North Tamworth is a suburb of Tamworth, New South Wales, Australia, in the city's north. It is on the northerly side of the Peel River between the suburbs of East Tamworth and Oxley Vale. North of North Tamworth are the satellite suburbs Hills Plain, and Moore Creek. The Tamworth Base Hospital, Tamara Private Hospital, and many medical professionals' clinics. The suburb contains Northgate Shopping Centre and many sporting fields.

==History==
Settlement of the area dates from the 1830s when squatters began to settle along the Peel River. Growth was minimal until the 1880s, aided by the construction of the railway line.
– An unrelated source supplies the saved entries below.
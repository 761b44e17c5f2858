//! Application entry point for the `codemetal-fleetmap` backend service.
//!
//! This binary orchestrates the full startup sequence for the fleet map API,
//! including:
//! - Loading configuration from environment variables or `.env`
//! - Initializing structured logging/tracing
//! - Loading the summary and readings documents plus the sensor directory
//! - Mounting all API routes via the `routes` gateway (EMBP pattern)
//! - Binding the Axum HTTP server and serving requests
//!
//! # Environment Variables
//! - `SUMMARY_SOURCE` (**required**) – summary document URL or path
//! - `READINGS_SOURCE` (**required**) – readings document URL or path
//! - `AXUM_LOG_LEVEL` (optional) – log verbosity (default: `debug`)
//! - `AXUM_SPAN_EVENTS` (optional) – span event mode for tracing
//!
//! See [`fleetmap::config`] for the remaining optional settings.
use std::{env, net::SocketAddr, sync::Arc};

use axum::Router;
use dotenvy::dotenv;
use is_terminal::IsTerminal;
use tracing_subscriber::filter::EnvFilter;
use tracing_subscriber::fmt::format::FmtSpan;

use anyhow::Result;

use fleetmap::{config, load_dataset, routes};

// ---

#[tokio::main]
async fn main() -> Result<()> {
    // ---
    init_tracing();
    dotenv().ok();

    let cfg = config::load_from_env()?;
    cfg.log_config();

    let dataset = load_dataset(&cfg).await?;

    tracing::info!(
        "Dataset ready: {} readings, {} sensors",
        dataset.readings.len(),
        dataset.summary.unique_sensor_ids.len()
    );

    // Build app from routes gateway (EMBP)
    let addr = SocketAddr::from(([0, 0, 0, 0], cfg.listen_port));
    let app: Router = routes::router(Arc::new(dataset), cfg);

    tracing::info!("Listening on {}", addr);

    let listener = tokio::net::TcpListener::bind(addr).await?;
    axum::serve(listener, app).await?;

    Ok(())
}

// ---

/// Initialize the global tracing subscriber for structured logging.
///
/// This function configures the [`tracing_subscriber`] with:
/// - Log target, file, and line number output enabled
/// - Color output controlled by TTY detection and `FORCE_COLOR` env var:
///   - `FORCE_COLOR=1|true|yes`: force colors on
///   - `FORCE_COLOR=0|false|no`: force colors off
///   - unset or other values: auto-detect TTY
/// - Span event emission mode controlled by the `AXUM_SPAN_EVENTS` env var:
///   - `"full"`       : emit ENTER, EXIT, and CLOSE events with timing
///   - `"enter_exit"` : emit ENTER and EXIT only
///   - unset or other values: emit CLOSE events only (default)
/// - Log level controlled by the `AXUM_LOG_LEVEL` env var
///
/// This should be called once at application startup before any logging
/// or tracing macros are invoked.
fn init_tracing() {
    // ---
    let span_events = match env::var("AXUM_SPAN_EVENTS").as_deref() {
        Ok("full") => FmtSpan::FULL,
        Ok("enter_exit") => FmtSpan::ENTER | FmtSpan::EXIT,
        _ => FmtSpan::CLOSE,
    };

    let use_color = match env::var("FORCE_COLOR").as_deref() {
        Ok("1") | Ok("true") | Ok("yes") => true,
        Ok("0") | Ok("false") | Ok("no") => false,
        _ => std::io::stdout().is_terminal(),
    };

    // Use RUST_LOG if available, otherwise fall back to AXUM_LOG_LEVEL
    let env_filter = if env::var("RUST_LOG").is_ok() {
        EnvFilter::from_default_env()
    } else {
        let level = match env::var("AXUM_LOG_LEVEL").ok().as_deref() {
            Some("trace") => "trace",
            Some("debug") => "debug",
            Some("info") => "info",
            Some("warn") => "warn",
            Some("error") => "error",
            _ => "debug",
        };
        EnvFilter::new(format!("{level},reqwest=info,hyper_util=info"))
    };

    tracing_subscriber::fmt()
        .with_target(true)
        .with_file(true)
        .with_line_number(true)
        .with_span_events(span_events)
        .with_env_filter(env_filter)
        .with_ansi(use_color)
        .compact()
        .init();
}
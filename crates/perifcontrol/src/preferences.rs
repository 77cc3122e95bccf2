//! User preferences stored alongside the collections.
//!
//! Preferences live in the store under [`PREFERENCES_KEY`] as one flat JSON
//! object. They supply the default technician for new records, the default
//! listing size and order, and whether the dashboard shows alerts.

use std::fmt;
use std::str::FromStr;
use std::sync::OnceLock;

use regex::Regex;
use serde::{Deserialize, Serialize};

use crate::error::{Error, Result};
use crate::record::fold;

/// Storage key of the preferences object.
pub const PREFERENCES_KEY: &str = "configuracoesUsuario";

/// Allowed values for items per page.
pub const ITEMS_PER_PAGE_CHOICES: [usize; 4] = [5, 10, 20, 50];

/// Field used to order record listings.
#[derive(Debug, Clone, Copy, PartialEq, Eq, Default, Serialize, Deserialize)]
pub enum SortField {
    /// By date, newest first.
    #[default]
    #[serde(rename = "data")]
    Date,
    /// By peripheral type.
    #[serde(rename = "tipo")]
    Kind,
    /// By site code.
    #[serde(rename = "uncp")]
    Site,
}

impl fmt::Display for SortField {
    fn fmt(&self, f: &mut fmt::Formatter<'_>) -> fmt::Result {
        match self {
            Self::Date => write!(f, "data"),
            Self::Kind => write!(f, "tipo"),
            Self::Site => write!(f, "uncp"),
        }
    }
}

impl FromStr for SortField {
    type Err = Error;

    fn from_str(s: &str) -> Result<Self> {
        match fold(s).as_str() {
            "data" | "date" => Ok(Self::Date),
            "tipo" | "type" => Ok(Self::Kind),
            "uncp" | "site" => Ok(Self::Site),
            _ => Err(Error::unknown_variant("ordenacao", s)),
        }
    }
}

/// Display settings.
#[derive(Debug, Clone, PartialEq, Eq, Serialize, Deserialize)]
#[serde(default)]
pub struct DisplayPreferences {
    /// Show dashboard alerts.
    #[serde(rename = "mostrarAlertas")]
    pub show_alerts: bool,
    /// Default number of records per listing.
    #[serde(rename = "itensPorPagina")]
    pub items_per_page: usize,
    /// Default listing order.
    #[serde(rename = "ordenacao")]
    pub sort: SortField,
}

impl Default for DisplayPreferences {
    fn default() -> Self {
        Self {
            show_alerts: true,
            items_per_page: 10,
            sort: SortField::Date,
        }
    }
}

/// The stored preferences object.
#[derive(Debug, Clone, Default, PartialEq, Eq, Serialize, Deserialize)]
#[serde(default)]
pub struct UserPreferences {
    /// Technician filled in when a command omits one.
    #[serde(rename = "tecnicoPadrao")]
    pub default_technician: String,
    /// Notification e-mail, may be empty.
    pub email: String,
    /// Display settings.
    #[serde(rename = "exibicao")]
    pub display: DisplayPreferences,
}

fn email_pattern() -> &'static Regex {
    static PATTERN: OnceLock<Regex> = OnceLock::new();
    PATTERN.get_or_init(|| {
        Regex::new(r"^[^@\s]+@[^@\s]+\.[^@\s]+$").expect("valid e-mail pattern")
    })
}

impl UserPreferences {
    /// Validate before saving.
    ///
    /// # Errors
    ///
    /// Returns a validation error for a malformed e-mail or an items-per-page
    /// value outside [`ITEMS_PER_PAGE_CHOICES`].
    pub fn validate(&self) -> Result<()> {
        if !self.email.is_empty() && !email_pattern().is_match(&self.email) {
            return Err(Error::validation(
                "email",
                format!("'{}' is not an e-mail address", self.email),
            ));
        }
        if !ITEMS_PER_PAGE_CHOICES.contains(&self.display.items_per_page) {
            return Err(Error::validation(
                "itensPorPagina",
                format!(
                    "{} is not one of {:?}",
                    self.display.items_per_page, ITEMS_PER_PAGE_CHOICES
                ),
            ));
        }
        Ok(())
    }

    /// `explicit` if non-empty, otherwise the default technician.
    #[must_use]
    pub fn technician_or_default(&self, explicit: Option<&str>) -> String {
        match explicit.map(str::trim) {
            Some(name) if !name.is_empty() => name.to_string(),
            _ => self.default_technician.clone(),
        }
    }
}
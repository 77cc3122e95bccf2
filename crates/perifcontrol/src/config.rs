//! Configuration management for perifcontrol.
//!
//! This module provides configuration loading and validation using figment,
//! supporting TOML config files, environment variables, and defaults.

use std::path::PathBuf;

use figment::{
    providers::{Env, Format, Serialized, Toml},
    Figment,
};
use serde::{Deserialize, Serialize};

use crate::error::{Error, Result};

/// Default configuration file name.
const CONFIG_FILE_NAME: &str = "config.toml";

/// Default data directory name.
const DATA_DIR_NAME: &str = "perifcontrol";

/// Default database file name.
const DATABASE_FILE_NAME: &str = "perifcontrol.db";

/// Environment variable prefix.
const ENV_PREFIX: &str = "PERIFCONTROL_";

/// Default storage quota: 5 MiB, the usual browser local-storage budget.
pub const DEFAULT_QUOTA_BYTES: usize = 5 * 1024 * 1024;

/// Application configuration.
///
/// Configuration is loaded from (in order of precedence, highest first):
/// 1. Environment variables (prefixed with `PERIFCONTROL_`, sections split by `__`)
/// 2. TOML config file at `~/.config/perifcontrol/config.toml`
/// 3. Default values
#[derive(Debug, Clone, Default, PartialEq, Serialize, Deserialize)]
#[serde(default)]
pub struct Config {
    /// Storage configuration.
    pub storage: StorageConfig,
    /// Spreadsheet import configuration.
    pub import: ImportConfig,
    /// Spreadsheet export configuration.
    pub export: ExportConfig,
}

/// Storage-related configuration.
#[derive(Debug, Clone, PartialEq, Serialize, Deserialize)]
#[serde(default)]
pub struct StorageConfig {
    /// Path to the database file.
    /// Defaults to `~/.local/share/perifcontrol/perifcontrol.db`
    pub database_path: Option<PathBuf>,
    /// Maximum bytes stored across all keys.
    /// Set to 0 for unlimited.
    pub quota_bytes: usize,
}

/// Import-related configuration.
#[derive(Debug, Clone, PartialEq, Serialize, Deserialize)]
#[serde(default)]
pub struct ImportConfig {
    /// Skip rows identical to a stored record.
    pub skip_duplicates: bool,
    /// Field delimiter of imported files.
    pub delimiter: char,
}

/// Export-related configuration.
#[derive(Debug, Clone, PartialEq, Serialize, Deserialize)]
#[serde(default)]
pub struct ExportConfig {
    /// Field delimiter of exported files.
    pub delimiter: char,
}

impl Default for StorageConfig {
    fn default() -> Self {
        Self {
            database_path: None, // Resolved at runtime
            quota_bytes: DEFAULT_QUOTA_BYTES,
        }
    }
}

impl Default for ImportConfig {
    fn default() -> Self {
        Self {
            skip_duplicates: false,
            delimiter: ',',
        }
    }
}

impl Default for ExportConfig {
    fn default() -> Self {
        Self { delimiter: ',' }
    }
}

fn check_delimiter(name: &str, delimiter: char) -> Result<()> {
    if !delimiter.is_ascii() || delimiter.is_ascii_alphanumeric() || delimiter == '"' {
        return Err(Error::ConfigValidation {
            message: format!("{name} must be an ASCII punctuation or whitespace character, got {delimiter:?}"),
        });
    }
    Ok(())
}

impl Config {
    /// Load configuration from all sources.
    ///
    /// # Errors
    ///
    /// Returns an error if configuration loading or parsing fails.
    pub fn load() -> Result<Self> {
        Self::load_from(None)
    }

    /// Load configuration with an optional custom config path.
    ///
    /// # Errors
    ///
    /// Returns an error if configuration loading or parsing fails.
    pub fn load_from(config_path: Option<PathBuf>) -> Result<Self> {
        let config_file = config_path.unwrap_or_else(Self::default_config_path);

        let figment = Figment::new()
            .merge(Serialized::defaults(Config::default()))
            .merge(Toml::file(&config_file))
            .merge(Env::prefixed(ENV_PREFIX).split("__"));

        let config: Config = figment.extract()?;
        config.validate()?;
        Ok(config)
    }

    /// Get the default configuration file path.
    #[must_use]
    pub fn default_config_path() -> PathBuf {
        dirs::config_dir()
            .unwrap_or_else(|| PathBuf::from(".config"))
            .join(DATA_DIR_NAME)
            .join(CONFIG_FILE_NAME)
    }

    /// Get the default data directory path.
    #[must_use]
    pub fn default_data_dir() -> PathBuf {
        dirs::data_local_dir()
            .unwrap_or_else(|| PathBuf::from(".local/share"))
            .join(DATA_DIR_NAME)
    }

    /// Validate the configuration.
    ///
    /// # Errors
    ///
    /// Returns an error if any configuration values are invalid.
    pub fn validate(&self) -> Result<()> {
        if let Some(path) = &self.storage.database_path {
            if path.as_os_str().is_empty() {
                return Err(Error::ConfigValidation {
                    message: "database_path cannot be empty".to_string(),
                });
            }
        }

        check_delimiter("import.delimiter", self.import.delimiter)?;
        check_delimiter("export.delimiter", self.export.delimiter)?;

        Ok(())
    }

    /// Get the database path, resolving defaults if not set.
    #[must_use]
    pub fn database_path(&self) -> PathBuf {
        self.storage
            .database_path
            .clone()
            .unwrap_or_else(|| Self::default_data_dir().join(DATABASE_FILE_NAME))
    }

    /// Import delimiter as the byte the CSV reader expects.
    #[must_use]
    pub fn import_delimiter(&self) -> u8 {
        delimiter_byte(self.import.delimiter)
    }

    /// Export delimiter as the byte the CSV writer expects.
    #[must_use]
    pub fn export_delimiter(&self) -> u8 {
        delimiter_byte(self.export.delimiter)
    }
}

fn delimiter_byte(delimiter: char) -> u8 {
    u8::try_from(delimiter).unwrap_or(b',')
}
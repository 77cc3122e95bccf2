//! Site-code lookup across the installed collections.

use serde::Serialize;

use crate::error::{Error, Result};
use crate::inventory::Inventory;
use crate::record::{is_site_code, normalize_site_code, InstalledRecord, PeripheralKind};

/// A validated lookup query.
#[derive(Debug, Clone, PartialEq, Eq, Serialize)]
pub struct SiteQuery {
    raw: String,
}

impl SiteQuery {
    /// Validate user input: one to four digits after trimming.
    ///
    /// # Errors
    ///
    /// Returns [`Error::InvalidSiteCode`] for empty, non-numeric or overlong input.
    pub fn parse(input: &str) -> Result<Self> {
        let trimmed = input.trim();
        if !is_site_code(trimmed) {
            return Err(Error::InvalidSiteCode(input.to_string()));
        }
        Ok(Self {
            raw: trimmed.to_string(),
        })
    }

    /// The query as typed, trimmed.
    #[must_use]
    pub fn as_str(&self) -> &str {
        &self.raw
    }

    /// The query with leading zeros stripped.
    #[must_use]
    pub fn normalized(&self) -> &str {
        normalize_site_code(&self.raw)
    }
}

/// Records found for one site.
#[derive(Debug, Clone, Serialize)]
pub struct LookupResult {
    /// The query that produced the result.
    pub query: SiteQuery,
    /// Matches in collection order: cameras, card readers, e-CPF readers, biometrics.
    pub matches: Vec<InstalledRecord>,
}

impl LookupResult {
    /// Check whether nothing matched.
    #[must_use]
    pub fn is_empty(&self) -> bool {
        self.matches.is_empty()
    }

    /// Number of matches.
    #[must_use]
    pub fn len(&self) -> usize {
        self.matches.len()
    }

    /// Matches whose declared type is `kind`.
    pub fn by_kind(&self, kind: PeripheralKind) -> impl Iterator<Item = &InstalledRecord> + '_ {
        self.matches.iter().filter(move |r| r.kind == kind)
    }
}

/// Every installed record whose normalized site code equals the query's.
///
/// An all-zero query normalizes to the empty string and so also matches
/// records stored without a site code.
#[must_use]
pub fn lookup_site(inventory: &Inventory, query: &SiteQuery) -> LookupResult {
    let wanted = query.normalized();
    let matches = inventory
        .installed()
        .filter(|record| record.site.normalized() == wanted)
        .cloned()
        .collect();

    LookupResult {
        query: query.clone(),
        matches,
    }
}

#[cfg(test)]
mod tests {
    use super::*;
    use crate::record::{NewInstallation, SiteCode};
    use crate::repository::Repository;
    use crate::storage::MemoryStore;
    use uuid::Uuid;

    fn record(kind: PeripheralKind, site: &str) -> InstalledRecord {
        InstalledRecord {
            id: Uuid::new_v4(),
            serial: format!("SN-{site}"),
            kind,
            date: "2024-01-01".to_string(),
            ticket: String::new(),
            reason: Default::default(),
            note: String::new(),
            technician: String::new(),
            site: SiteCode::new(site),
        }
    }

    #[test]
    fn test_query_validation() {
        assert!(SiteQuery::parse("").is_err());
        assert!(SiteQuery::parse("   ").is_err());
        assert!(SiteQuery::parse("5a").is_err());
        assert!(SiteQuery::parse("12345").is_err());
        assert_eq!(SiteQuery::parse(" 58 ").unwrap().as_str(), "58");
    }

    #[test]
    fn test_leading_zeros_match() {
        let inventory = Inventory {
            cameras: vec![record(PeripheralKind::Camera, "0058")],
            card_readers: vec![record(PeripheralKind::CardReader, "058")],
            biometrics: vec![
                record(PeripheralKind::Biometric, "58"),
                record(PeripheralKind::Biometric, "0580"),
            ],
            ..Inventory::default()
        };

        let result = lookup_site(&inventory, &SiteQuery::parse("58").unwrap());
        assert_eq!(result.len(), 3);
        let sites: Vec<_> = result.matches.iter().map(|r| r.site.as_str()).collect();
        assert_eq!(sites, vec!["0058", "058", "58"]);
    }

    #[test]
    fn test_all_zero_matches_empty_site() {
        let inventory = Inventory {
            cameras: vec![record(PeripheralKind::Camera, "")],
            ecpf_readers: vec![record(PeripheralKind::Ecpf, "0000")],
            ..Inventory::default()
        };

        let result = lookup_site(&inventory, &SiteQuery::parse("0000").unwrap());
        assert_eq!(result.len(), 2);
        let result = lookup_site(&inventory, &SiteQuery::parse("0").unwrap());
        assert_eq!(result.len(), 2);
    }

    #[test]
    fn test_not_found_is_empty() {
        let inventory = Inventory {
            cameras: vec![record(PeripheralKind::Camera, "0001")],
            ..Inventory::default()
        };
        let result = lookup_site(&inventory, &SiteQuery::parse("9999").unwrap());
        assert!(result.is_empty());
    }

    #[test]
    fn test_partition_by_declared_kind() {
        let mut mislabeled = record(PeripheralKind::Biometric, "7");
        mislabeled.serial = "odd".to_string();
        let inventory = Inventory {
            cameras: vec![record(PeripheralKind::Camera, "7"), mislabeled],
            ..Inventory::default()
        };

        let result = lookup_site(&inventory, &SiteQuery::parse("7").unwrap());
        assert_eq!(result.by_kind(PeripheralKind::Camera).count(), 1);
        assert_eq!(result.by_kind(PeripheralKind::Biometric).count(), 1);
    }

    #[test]
    fn test_registered_camera_found_by_short_code() {
        let repo = Repository::new(MemoryStore::new());
        repo.add_installation(
            PeripheralKind::Camera,
            NewInstallation {
                serial: "CAM-9".to_string(),
                site: "0058".to_string(),
                date: "2024-04-01".to_string(),
                ticket: "OC-5".to_string(),
                technician: "Ana".to_string(),
                ..NewInstallation::default()
            },
        )
        .unwrap();

        let inventory = repo.snapshot().unwrap();
        let result = lookup_site(&inventory, &SiteQuery::parse("58").unwrap());
        assert_eq!(result.len(), 1);
        assert_eq!(result.matches[0].kind, PeripheralKind::Camera);
        assert_eq!(result.matches[0].serial, "CAM-9");
    }
}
Significant development occurred in the post-war years, particularly during the 1960s and 1970s. The population has been relatively stable since the early 1990s, a result of some new dwellings being added to the area, but a decline in the average number of persons living in each dwelling.

==Locality==

North Tamworth is bounded by Browns Lane in the north, the locality of Moore Creek in the east, the locality of East Tamworth, Daruka Road, Janison Street, Darling Street, Main North railway line and the Peel River in the south and the locality of Oxley Vale in the west.

==Schools==

- Oxley High School
- Tamworth TAFE
- McCarthy Catholic College

==Sporting Teams and Grounds==

North Tamworth is the home four of Tamworth's football teams: Tamworth Rugby Union Sporting Club play at Rugby Park; the North Tamworth Bears Rugby League Club and Oxley Vale Attunga Football Club play at Jack Woolaston Oval; and the North Companions Football Club play at Riverside Park.

===Rivalries===
There is a rich tradition of rivalries in Rugby league and Rugby Union between North Tamworth and West Tamworth as the suburbs' football teams represent the northern and western suburbs of Tamworth respectively, and geographically different sides of the Peel River. In rugby league this rivalry is between the North Tamworth Bears and the West Tamworth Lions, with their clash drawing large crowds each year. In rugby union this rivalry is between the Tamworth Magpies and the Pirates rugby club, with their clash each year also drawing large crowds.